Monday, October 02, 2006

Bravery

This past weekend I took a trip out to Cleveland to see a friend, her husband, her house, and her dogs. It was Luke and I braving a normally 6 hour car trip. Just Luke and I. Me. And a 19 month old toddler who really likes to MOVE. Trapped in a car.

My first stoopid move was to take 90 through the city. Because I left at noon! 90 wouldn't be bad! Horse hockey. It sucked. For no apparent reason, then it got good through the city central, and then sucked down south again. I had to hit the brakes a lot, and poor Luke was sleeping in the car seat through this. With each brake his head would fall forward and he would lift it back into place. Over and over again.

We stopped three times on a trip that should require one, and each time Luke had to run around for awhile, ecstatic to be free from his seat. In Cleveland, we were able to have our own room and Luke disciplined their dogs (No doggie! No Doggie!) and completely wore out my friends. They napped on both Saturday and Sunday after our visit, and sweat through a visit to the Children's Museum.

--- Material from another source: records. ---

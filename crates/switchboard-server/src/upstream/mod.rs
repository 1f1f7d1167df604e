//! The single upstream realtime session: lifecycle, outbound operations,
//! and event fan-out.

pub mod events;
pub mod transport;

pub use events::UpstreamEvent;
pub use transport::{RealtimeConnector, UpstreamChannel, UpstreamConnector};

use std::sync::Arc;
use std::sync::atomic::{AtomicU64, Ordering};

use base64::Engine;
use parking_lot::Mutex;
use serde_json::{Value, json};
use tokio::sync::{broadcast, mpsc};
use tracing::{debug, warn};

use switchboard_core::errors::{RelayError, Result};
use switchboard_core::log::EventLog;
use switchboard_core::tools::ToolRegistry;

use crate::config::UpstreamConfig;

/// Connection state of the upstream session.
#[derive(Clone, Copy, Debug, PartialEq, Eq)]
pub enum SessionState {
    /// No session exists.
    Disconnected,
    /// A connect attempt is in flight.
    Connecting,
    /// The session is live.
    Connected,
}

/// Owner of the one upstream session.
///
/// Created lazily by the first console client and torn down when the last
/// console client and the extension are both gone. All state transitions
/// go through the internal gate, so racing attaches never spawn a second
/// connect.
pub struct UpstreamManager {
    config: UpstreamConfig,
    api_key: String,
    connector: Arc<dyn UpstreamConnector>,
    tools: ToolRegistry,
    log: Arc<EventLog>,
    state: Mutex<SessionState>,
    /// Bumped each time a session becomes Connected. Read loops capture
    /// their session's generation so a stale loop outliving a
    /// teardown/reconnect cannot reset the replacement session.
    generation: AtomicU64,
    outbound: Mutex<Option<mpsc::Sender<Value>>>,
    overrides: Mutex<serde_json::Map<String, Value>>,
    events: broadcast::Sender<UpstreamEvent>,
}

impl UpstreamManager {
    /// Create a manager; no connection is made until [`Self::ensure_started`].
    pub fn new(
        config: UpstreamConfig,
        api_key: String,
        connector: Arc<dyn UpstreamConnector>,
        tools: ToolRegistry,
        log: Arc<EventLog>,
    ) -> Self {
        let (events, _) = broadcast::channel(256);
        Self {
            config,
            api_key,
            connector,
            tools,
            log,
            state: Mutex::new(SessionState::Disconnected),
            generation: AtomicU64::new(0),
            outbound: Mutex::new(None),
            overrides: Mutex::new(serde_json::Map::new()),
            events,
        }
    }

    /// Subscribe to session events.
    pub fn subscribe(&self) -> broadcast::Receiver<UpstreamEvent> {
        self.events.subscribe()
    }

    /// Current session state.
    pub fn state(&self) -> SessionState {
        *self.state.lock()
    }

    /// Whether the session is live.
    pub fn is_connected(&self) -> bool {
        self.state() == SessionState::Connected
    }

    /// Start the session if none exists.
    ///
    /// Returns `Ok(true)` when this call created the connection,
    /// `Ok(false)` when a session already exists or is being established.
    /// On failure the state reverts to `Disconnected` and the error is
    /// returned so the initiating connection can be closed; there is no
    /// automatic retry.
    pub async fn ensure_started(self: &Arc<Self>) -> Result<bool> {
        {
            let mut state = self.state.lock();
            match *state {
                SessionState::Connected | SessionState::Connecting => return Ok(false),
                SessionState::Disconnected => *state = SessionState::Connecting,
            }
        }
        self.log.log(
            "server",
            "session_connecting",
            json!({"model": self.config.model}),
        );
        match self.connector.connect(&self.config, &self.api_key).await {
            Ok(channel) => {
                let outbound = channel.outbound.clone();
                *self.outbound.lock() = Some(channel.outbound);
                let generation = {
                    let mut state = self.state.lock();
                    *state = SessionState::Connected;
                    self.generation.fetch_add(1, Ordering::SeqCst) + 1
                };

                let manager = Arc::clone(self);
                let _ = tokio::spawn(manager.read_loop(channel.inbound, generation));

                let session = self.session_payload();
                if outbound
                    .send(json!({"type": "session.update", "session": session}))
                    .await
                    .is_err()
                {
                    warn!("upstream closed before session configuration was applied");
                }
                self.log.log("server", "session_connected", json!({}));
                Ok(true)
            }
            Err(e) => {
                *self.state.lock() = SessionState::Disconnected;
                self.log.log(
                    "server",
                    "session_connect_failed",
                    json!({"error": e.to_string()}),
                );
                Err(e)
            }
        }
    }

    /// Tear the session down (last client and extension both gone).
    pub fn teardown(&self, reason: &str) {
        let _ = self.reset(reason);
    }

    /// Send user text upstream and request a response.
    pub async fn send_user_text(&self, text: &str) -> Result<()> {
        self.send(json!({
            "type": "conversation.item.create",
            "item": {
                "type": "message",
                "role": "user",
                "content": [{"type": "input_text", "text": text}],
            },
        }))
        .await?;
        self.send(json!({"type": "response.create"})).await
    }

    /// Stream raw PCM16 samples into the upstream input buffer.
    ///
    /// A no-op while not connected; local buffering in the assembler is
    /// the caller's concern.
    pub async fn append_audio(&self, samples: &[i16]) -> Result<()> {
        if !self.is_connected() {
            return Ok(());
        }
        let mut bytes = Vec::with_capacity(samples.len() * 2);
        for sample in samples {
            bytes.extend_from_slice(&sample.to_le_bytes());
        }
        let audio = base64::engine::general_purpose::STANDARD.encode(&bytes);
        self.send(json!({"type": "input_audio_buffer.append", "audio": audio}))
            .await
    }

    /// Commit the upstream input buffer and request a response.
    pub async fn commit_and_respond(&self) -> Result<()> {
        self.send(json!({"type": "input_audio_buffer.commit"})).await?;
        self.request_response().await
    }

    /// Request a response turn without touching the input buffer.
    pub async fn request_response(&self) -> Result<()> {
        self.send(json!({"type": "response.create"})).await
    }

    /// Apply a session-configuration patch.
    ///
    /// The patch is remembered so a future reconnect carries it, and sent
    /// upstream immediately when a session is live.
    pub async fn update_session(&self, patch: Value) -> Result<()> {
        if let Value::Object(map) = &patch {
            let mut overrides = self.overrides.lock();
            for (key, value) in map {
                let _ = overrides.insert(key.clone(), value.clone());
            }
        }
        if self.is_connected() {
            self.send(json!({"type": "session.update", "session": patch}))
                .await
        } else {
            Ok(())
        }
    }

    /// Submit a function-call result upstream and request a response.
    pub async fn send_function_output(&self, call_id: &str, output: &str) -> Result<()> {
        self.send(json!({
            "type": "conversation.item.create",
            "item": {
                "type": "function_call_output",
                "call_id": call_id,
                "output": output,
            },
        }))
        .await?;
        self.send(json!({"type": "response.create"})).await
    }

    // ── Internals ───────────────────────────────────────────────────

    async fn send(&self, event: Value) -> Result<()> {
        let outbound = self.outbound.lock().clone();
        match outbound {
            Some(tx) => tx
                .send(event)
                .await
                .map_err(|_| RelayError::UpstreamClosed),
            None => Err(RelayError::UpstreamNotConnected),
        }
    }

    /// Initial `session.update` payload: configuration, registered tool
    /// definitions, and any remembered patches.
    fn session_payload(&self) -> Value {
        let turn_detection = if self.config.turn_detection == "none" {
            Value::Null
        } else {
            json!({"type": self.config.turn_detection})
        };
        let mut session = json!({
            "instructions": self.config.instructions,
            "voice": self.config.voice,
            "input_audio_format": self.config.input_audio_format,
            "input_audio_transcription": {"model": self.config.transcription_model},
            "turn_detection": turn_detection,
            "tools": self.tools.definitions(),
        });
        if let Value::Object(target) = &mut session {
            for (key, value) in self.overrides.lock().iter() {
                let _ = target.insert(key.clone(), value.clone());
            }
        }
        session
    }

    async fn read_loop(self: Arc<Self>, mut inbound: mpsc::Receiver<Value>, generation: u64) {
        while let Some(raw) = inbound.recv().await {
            match events::map_event(&raw) {
                Some(UpstreamEvent::FunctionCall { item }) => {
                    let manager = Arc::clone(&self);
                    let call = item.clone();
                    let _ = tokio::spawn(async move {
                        manager.run_function_call(call).await;
                    });
                    let _ = self.events.send(UpstreamEvent::FunctionCall { item });
                }
                Some(UpstreamEvent::Error { error }) => {
                    self.log.log("upstream", "error", error.clone());
                    let _ = self.events.send(UpstreamEvent::Error { error });
                }
                Some(event) => {
                    let _ = self.events.send(event);
                }
                None => {}
            }
        }
        // Transport gone; a later attach builds a fresh session. Only the
        // loop of the currently live session may reset.
        if self.reset_if_current(generation, "transport closed") {
            let _ = self.events.send(UpstreamEvent::Closed);
        }
    }

    /// Dispatch a completed function call to the local tool registry and
    /// submit the result. Failures become `{"error": ...}` outputs, never
    /// session faults.
    async fn run_function_call(&self, item: Value) {
        let name = item["name"].as_str().unwrap_or_default().to_owned();
        let call_id = item["call_id"].as_str().unwrap_or_default().to_owned();
        let args = match item["arguments"].as_str() {
            Some(raw) => serde_json::from_str(raw).unwrap_or_else(|_| json!({})),
            None => json!({}),
        };
        debug!(tool = %name, call_id = %call_id, "running function call");
        let result = self.tools.dispatch(&name, args).await;
        self.log.log(
            "server",
            "function_call_result",
            json!({"name": name, "callId": call_id}),
        );
        if let Err(e) = self.send_function_output(&call_id, &result.to_string()).await {
            warn!(tool = %name, error = %e, "could not submit function output");
        }
    }

    fn reset(&self, reason: &str) -> bool {
        self.reset_inner(None, reason)
    }

    fn reset_if_current(&self, generation: u64, reason: &str) -> bool {
        self.reset_inner(Some(generation), reason)
    }

    fn reset_inner(&self, generation: Option<u64>, reason: &str) -> bool {
        {
            let mut state = self.state.lock();
            if *state == SessionState::Disconnected {
                return false;
            }
            // A generation-scoped reset comes from a read loop, and a read
            // loop only exists for a session that reached Connected. If the
            // state is Connecting, or the generation moved on, the caller
            // is a stale loop and must not touch the current session.
            if let Some(generation) = generation {
                if *state != SessionState::Connected
                    || self.generation.load(Ordering::SeqCst) != generation
                {
                    return false;
                }
            }
            *state = SessionState::Disconnected;
        }
        *self.outbound.lock() = None;
        self.log.log("server", "session_closed", json!({"reason": reason}));
        true
    }
}
//! CLI module
//!
//! This module provides the command-line interface for Query Hub,
//! including the REPL implementation and command handlers.

pub mod commands;
pub mod render;
pub mod repl;

// Re-exports
pub use repl::Repl;
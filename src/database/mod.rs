//! Database module
//!
//! This module provides the vendor dialect table, data source model,
//! connection sessions, schema discovery, probing and the schema cache.

pub mod cache;
pub mod connection;
pub mod datasource;
pub mod dialect;
pub mod drivers;
pub mod introspector;
pub mod prober;
pub mod schema;

// Re-exports
pub use cache::{CacheLookup, MemorySchemaStore, SchemaCache, SchemaStore, SqliteSchemaStore};
pub use connection::{Connector, DriverConnector, SqlSession, TableEntry};
pub use datasource::{
    ConnectTarget, ConnectionStatus, CredentialStore, Credentials, DataSourceConnection, DataSourceId,
    DataSourceStore, DataSourceUpdate, EnvironmentCredentials, InMemoryDataSourceStore, NewDataSource, Principal,
};
pub use dialect::{DatabaseKind, LimitStyle};
pub use introspector::SchemaIntrospector;
pub use prober::ConnectionProber;
pub use schema::{CachedSchema, ColumnDescriptor, ForeignKeyDescriptor, SchemaDocument, TableDescriptor};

The return trip on Sunday was more difficult, by the time we hit a last lunch stop around 3 central time, Luke was just sick of the car. He wanted to run, and I begged him to sit and eat his spaghetti and meatballs until a woman from Hardees took pity on me and brought us fries to get Luke to stay seated.

About half an hour from home Luke began saying "All done car. All done car." and I completely agreed!!! But we lived, and Esposo got a full weekend off.